Labour loses bedroom tax changes
- 13 Nov
The government has fought Labour's challenge to the housing benefit changes in the House of Commons.
MPs voted by a majority of 26 to reject the bedroom tax which removes payments to council tenants' properties that are seen to be ‘under-occupied'. However two Liberal Democrat MPs backed Labour's motions.
The government believes that it will be able to save £500m as a result of the changes. It argues that the policy was introduced to reduce the housing benefit bill and free up homes for families living in overcrowded conditions, reports the BBC.
Whilst in the Commons, Labour's work and pensions secretary, Rachel Reeves is said to have urged the Liberal Democrats to back her party and vote for the abolition of the benefit changes. She said it was a "shame" Lib Dem Pensions Minister Steve Webb had not listened "to his own party who only in September at the Liberal Democrat party conference voted overwhelmingly against the bedroom tax, saying that it is 'discriminating against the most vulnerable in society'". Ms Reeves added: "But I am afraid that's what you get with the Liberal Democrats. They say one thing at their conference and when they are out on the doorsteps, but they vote another way in here when it really counts. When they could make a difference, they turn the other way. I say shame on him and shame on his party," Ms Reeves told MPs.

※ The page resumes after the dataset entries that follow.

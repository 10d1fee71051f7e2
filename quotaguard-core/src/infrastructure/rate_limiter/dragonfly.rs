//! Dragonfly/Redis sliding window log
//!
//! One sorted set per `(subject, resource)` holds the timestamps of admitted
//! requests, scored by epoch milliseconds. Keys expire one second after the
//! policy window so abandoned subjects clean themselves up.
// cspell:ignore Dragonfly ZREMRANGEBYSCORE ZCARD ZADD ZRANGE WITHSCORES

use async_trait::async_trait;
use redis::aio::MultiplexedConnection;
use redis::{Client, Script};
use std::future::Future;
use std::sync::Arc;
use std::sync::atomic::{AtomicBool, Ordering};
use std::time::Duration;
use tokio::sync::{RwLock, broadcast};
use tokio_util::sync::CancellationToken;
use tracing::{debug, info, warn};
use uuid::Uuid;

use super::storage::DistributedWindowStore;
use super::types::{StoreEvent, WindowDecision};
use crate::config::DistributedStoreConfig;
use crate::domain::rate_limit::value_objects::{escape_glob, subject_key_prefix};
use crate::domain::rate_limit::{Policy, RateLimitKey, StoreError};

/// Keys examined per SCAN round trip during a subject reset
const SCAN_BATCH: u32 = 200;

/// Prune, count, and conditionally insert in one server-side step.
/// Returns `{allowed, remaining, reset_at_ms}`.
const SLIDING_WINDOW_SCRIPT: &str = r#"
local key = KEYS[1]
local now = tonumber(ARGV[1])
local window = tonumber(ARGV[2])
local limit = tonumber(ARGV[3])
local member = ARGV[4]
local ttl = tonumber(ARGV[5])

redis.call('ZREMRANGEBYSCORE', key, '-inf', now - window)
local count = redis.call('ZCARD', key)

if count >= limit then
    local oldest = redis.call('ZRANGE', key, 0, 0, 'WITHSCORES')
    local reset = now + window
    if oldest[2] then
        reset = tonumber(oldest[2]) + window
    end
    return {0, 0, reset}
end

redis.call('ZADD', key, now, member)
redis.call('EXPIRE', key, ttl)
return {1, limit - count - 1, now + window}
"#;

struct Inner {
    client: Client,
    connection: RwLock<Option<MultiplexedConnection>>,
    connected: AtomicBool,
    reconnecting: AtomicBool,
    events: broadcast::Sender<StoreEvent>,
    config: DistributedStoreConfig,
    key_prefix: String,
    script: Script,
    shutdown: CancellationToken,
}

impl Inner {
    /// Open a fresh connection and prove it with PING
    async fn establish(&self) -> Result<MultiplexedConnection, StoreError> {
        let connect = async {
            let mut conn = self.client.get_multiplexed_async_connection().await?;
            let _: String = redis::cmd("PING").query_async(&mut conn).await?;
            Ok::<_, StoreError>(conn)
        };

        tokio::time::timeout(self.config.connect_timeout(), connect)
            .await
            .map_err(|_| StoreError::Timeout {
                operation: "connect",
                timeout_ms: self.config.connect_timeout_ms,
            })?
    }

    async fn install(&self, conn: MultiplexedConnection) {
        *self.connection.write().await = Some(conn);
        self.connected.store(true, Ordering::SeqCst);
        // No receivers is fine
        let _ = self.events.send(StoreEvent::Connected);
    }

    async fn drop_connection(self: &Arc<Self>) {
        *self.connection.write().await = None;
        if self.connected.swap(false, Ordering::SeqCst) {
            let _ = self.events.send(StoreEvent::Disconnected);
        }
        Self::spawn_reconnect(self);
    }

    fn spawn_reconnect(inner: &Arc<Self>) {
        if inner.shutdown.is_cancelled() || inner.reconnecting.swap(true, Ordering::SeqCst) {
            return;
        }

        let inner = Arc::clone(inner);
        tokio::spawn(async move {
            inner.reconnect_loop().await;
        });
    }

    async fn reconnect_loop(&self) {
        let max_delay = Duration::from_millis(self.config.reconnect_max_delay_ms);
        let mut delay = Duration::from_millis(self.config.reconnect_initial_delay_ms);

        loop {
            tokio::select! {
                _ = self.shutdown.cancelled() => return,
                _ = tokio::time::sleep(delay) => {}
            }

            match self.establish().await {
                Ok(conn) => {
                    // Cleared before installing so a failure right after the
                    // install can start a new supervisor
                    self.reconnecting.store(false, Ordering::SeqCst);
                    self.install(conn).await;
                    info!(url = %self.config.url, "Reconnected to Dragonfly for rate limiting");
                    return;
                }
                Err(e) => {
                    debug!(
                        error = %e,
                        retry_in_ms = delay.as_millis() as u64,
                        "Dragonfly reconnect attempt failed"
                    );
                    delay = std::cmp::min(delay * 2, max_delay);
                }
            }
        }
    }
}

/// Dragonfly/Redis storage backend
#[derive(Clone)]
pub struct DragonflyWindowStore {
    inner: Arc<Inner>,
}

impl DragonflyWindowStore {
    /// Create a new Dragonfly window store.
    ///
    /// Only an unparseable URL is an error. If the server cannot be reached the
    /// store starts disconnected and keeps reconnecting in the background,
    /// emitting [`StoreEvent::Connected`] once it succeeds.
    pub async fn connect(
        config: DistributedStoreConfig,
        key_prefix: impl Into<String>,
    ) -> Result<Self, StoreError> {
        let client = Client::open(config.url.as_str()).map_err(|e| {
            warn!("Failed to create Redis client for rate limiting: {}", e);
            StoreError::InvalidUrl(e)
        })?;

        let (events, _) = broadcast::channel(16);
        let inner = Arc::new(Inner {
            client,
            connection: RwLock::new(None),
            connected: AtomicBool::new(false),
            reconnecting: AtomicBool::new(false),
            events,
            config,
            key_prefix: key_prefix.into(),
            script: Script::new(SLIDING_WINDOW_SCRIPT),
            shutdown: CancellationToken::new(),
        });

        match inner.establish().await {
            Ok(conn) => {
                inner.install(conn).await;
                debug!("Successfully connected to Dragonfly for rate limiting");
            }
            Err(e) => {
                warn!(
                    error = %e,
                    "Failed to connect to Dragonfly for rate limiting, reconnecting in background"
                );
                Inner::spawn_reconnect(&inner);
            }
        }

        Ok(Self { inner })
    }

    /// Run one round trip with the configured timeout and retry budget.
    ///
    /// Once the budget is spent the connection is dropped and the reconnect
    /// supervisor takes over.
    async fn execute<T, F, Fut>(&self, operation: &'static str, mut op: F) -> Result<T, StoreError>
    where
        F: FnMut(MultiplexedConnection) -> Fut,
        Fut: Future<Output = Result<T, StoreError>>,
    {
        let config = &self.inner.config;
        let mut attempt = 0;

        loop {
            let conn = self
                .inner
                .connection
                .read()
                .await
                .clone()
                .ok_or(StoreError::Disconnected)?;

            let result = match tokio::time::timeout(config.operation_timeout(), op(conn)).await {
                Ok(result) => result,
                Err(_) => Err(StoreError::Timeout {
                    operation,
                    timeout_ms: config.operation_timeout_ms,
                }),
            };

            match result {
                Ok(value) => return Ok(value),
                Err(e) if e.is_transient() && attempt < config.max_retries => {
                    attempt += 1;
                    debug!(
                        operation,
                        attempt,
                        max_retries = config.max_retries,
                        error = %e,
                        "Retrying Dragonfly operation"
                    );
                    tokio::time::sleep(config.retry_delay()).await;
                }
                Err(e) => {
                    Inner::drop_connection(&self.inner).await;
                    return Err(e);
                }
            }
        }
    }

    async fn delete_keys(&self, keys: &[String]) -> Result<u64, StoreError> {
        if keys.is_empty() {
            return Ok(0);
        }

        self.execute("delete", |mut conn| async move {
            let deleted: u64 = redis::cmd("DEL").arg(keys).query_async(&mut conn).await?;
            Ok(deleted)
        })
        .await
    }
}

async fn scripted_check(
    script: &Script,
    mut conn: MultiplexedConnection,
    redis_key: &str,
    member: &str,
    policy: &Policy,
    now_ms: u64,
) -> Result<WindowDecision, StoreError> {
    let reply: Vec<i64> = script
        .key(redis_key)
        .arg(now_ms)
        .arg(policy.window_ms)
        .arg(policy.max_requests)
        .arg(member)
        .arg(policy.key_ttl_secs())
        .invoke_async(&mut conn)
        .await?;

    match reply.as_slice() {
        [allowed, remaining, reset_at] => {
            let reset_at_ms = u64::try_from(*reset_at).unwrap_or(now_ms);
            if *allowed == 1 {
                Ok(WindowDecision::allowed(
                    u32::try_from(*remaining).unwrap_or(0),
                    reset_at_ms,
                ))
            } else {
                Ok(WindowDecision::denied(reset_at_ms))
            }
        }
        other => Err(StoreError::UnexpectedReply(format!(
            "sliding window script returned {:?}",
            other
        ))),
    }
}

/// Prune, count and insert as separate round trips. Concurrent callers can
/// both observe `count < max` and both insert, overshooting slightly.
async fn stepwise_check(
    mut conn: MultiplexedConnection,
    redis_key: &str,
    member: &str,
    policy: &Policy,
    now_ms: u64,
) -> Result<WindowDecision, StoreError> {
    let window_start = now_ms as i64 - policy.window_ms as i64;

    let _: u64 = redis::cmd("ZREMRANGEBYSCORE")
        .arg(redis_key)
        .arg("-inf")
        .arg(window_start)
        .query_async(&mut conn)
        .await?;

    let count: u64 = redis::cmd("ZCARD")
        .arg(redis_key)
        .query_async(&mut conn)
        .await?;

    if count >= u64::from(policy.max_requests) {
        let oldest: Vec<String> = redis::cmd("ZRANGE")
            .arg(redis_key)
            .arg(0)
            .arg(0)
            .arg("WITHSCORES")
            .query_async(&mut conn)
            .await?;

        let oldest_ms = oldest
            .get(1)
            .and_then(|score| score.parse::<f64>().ok())
            .map(|score| score as u64)
            .unwrap_or(now_ms);

        return Ok(WindowDecision::denied(oldest_ms + policy.window_ms));
    }

    let _: () = redis::pipe()
        .cmd("ZADD")
        .arg(redis_key)
        .arg(now_ms)
        .arg(member)
        .ignore()
        .cmd("EXPIRE")
        .arg(redis_key)
        .arg(policy.key_ttl_secs())
        .ignore()
        .query_async(&mut conn)
        .await?;

    Ok(WindowDecision::allowed(
        policy.max_requests - count as u32 - 1,
        now_ms + policy.window_ms,
    ))
}

#[async_trait]
impl DistributedWindowStore for DragonflyWindowStore {
    async fn check(
        &self,
        key: &RateLimitKey,
        policy: &Policy,
        now_ms: u64,
    ) -> Result<WindowDecision, StoreError> {
        let redis_key = key.to_redis_key(&self.inner.key_prefix);
        // Several requests can land in the same millisecond; each needs its own member
        let member = format!("{}-{}", now_ms, Uuid::new_v4().simple());
        let (redis_key, member) = (redis_key.as_str(), member.as_str());

        if self.inner.config.atomic_window {
            let script = &self.inner.script;
            self.execute("window_check", |conn| {
                scripted_check(script, conn, redis_key, member, policy, now_ms)
            })
            .await
        } else {
            self.execute("window_check", |conn| {
                stepwise_check(conn, redis_key, member, policy, now_ms)
            })
            .await
        }
    }

    async fn reset(
        &self,
        subject_id: &str,
        resource_path: Option<&str>,
    ) -> Result<u64, StoreError> {
        let subject_prefix = subject_key_prefix(&self.inner.key_prefix, subject_id);

        if let Some(resource) = resource_path {
            let key = format!("{}{}", subject_prefix, resource);
            return self.delete_keys(&[key]).await;
        }

        let pattern = format!("{}*", escape_glob(&subject_prefix));
        let pattern = pattern.as_str();
        let mut cursor: u64 = 0;
        let mut deleted = 0;

        loop {
            let (next, keys): (u64, Vec<String>) = self
                .execute("scan", |mut conn| async move {
                    let reply: (u64, Vec<String>) = redis::cmd("SCAN")
                        .arg(cursor)
                        .arg("MATCH")
                        .arg(pattern)
                        .arg("COUNT")
                        .arg(SCAN_BATCH)
                        .query_async(&mut conn)
                        .await?;
                    Ok(reply)
                })
                .await?;

            deleted += self.delete_keys(&keys).await?;

            if next == 0 {
                break;
            }
            cursor = next;
        }

        debug!(subject = %subject_id, deleted, "Cleared distributed rate limit windows");
        Ok(deleted)
    }

    fn subscribe(&self) -> broadcast::Receiver<StoreEvent> {
        self.inner.events.subscribe()
    }

    fn is_connected(&self) -> bool {
        self.inner.connected.load(Ordering::SeqCst)
    }

    async fn close(&self) {
        self.inner.shutdown.cancel();
        *self.inner.connection.write().await = None;
        self.inner.connected.store(false, Ordering::SeqCst);
    }
}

Mr Webb said: "We need action on overcrowding. We need fairness between social and private tenants. We need action on the deficit. The party opposite has no answer to these problems. The coalition has answered them."
The government defeated Labour's motion by 26 votes which is less than the usual majorty in Commons votes.
An amendment tabled by Prime Minister David Cameron- which noted the "need to bring expenditure on housing benefit under control" - passed by 253 votes to 222 - a majority of 31.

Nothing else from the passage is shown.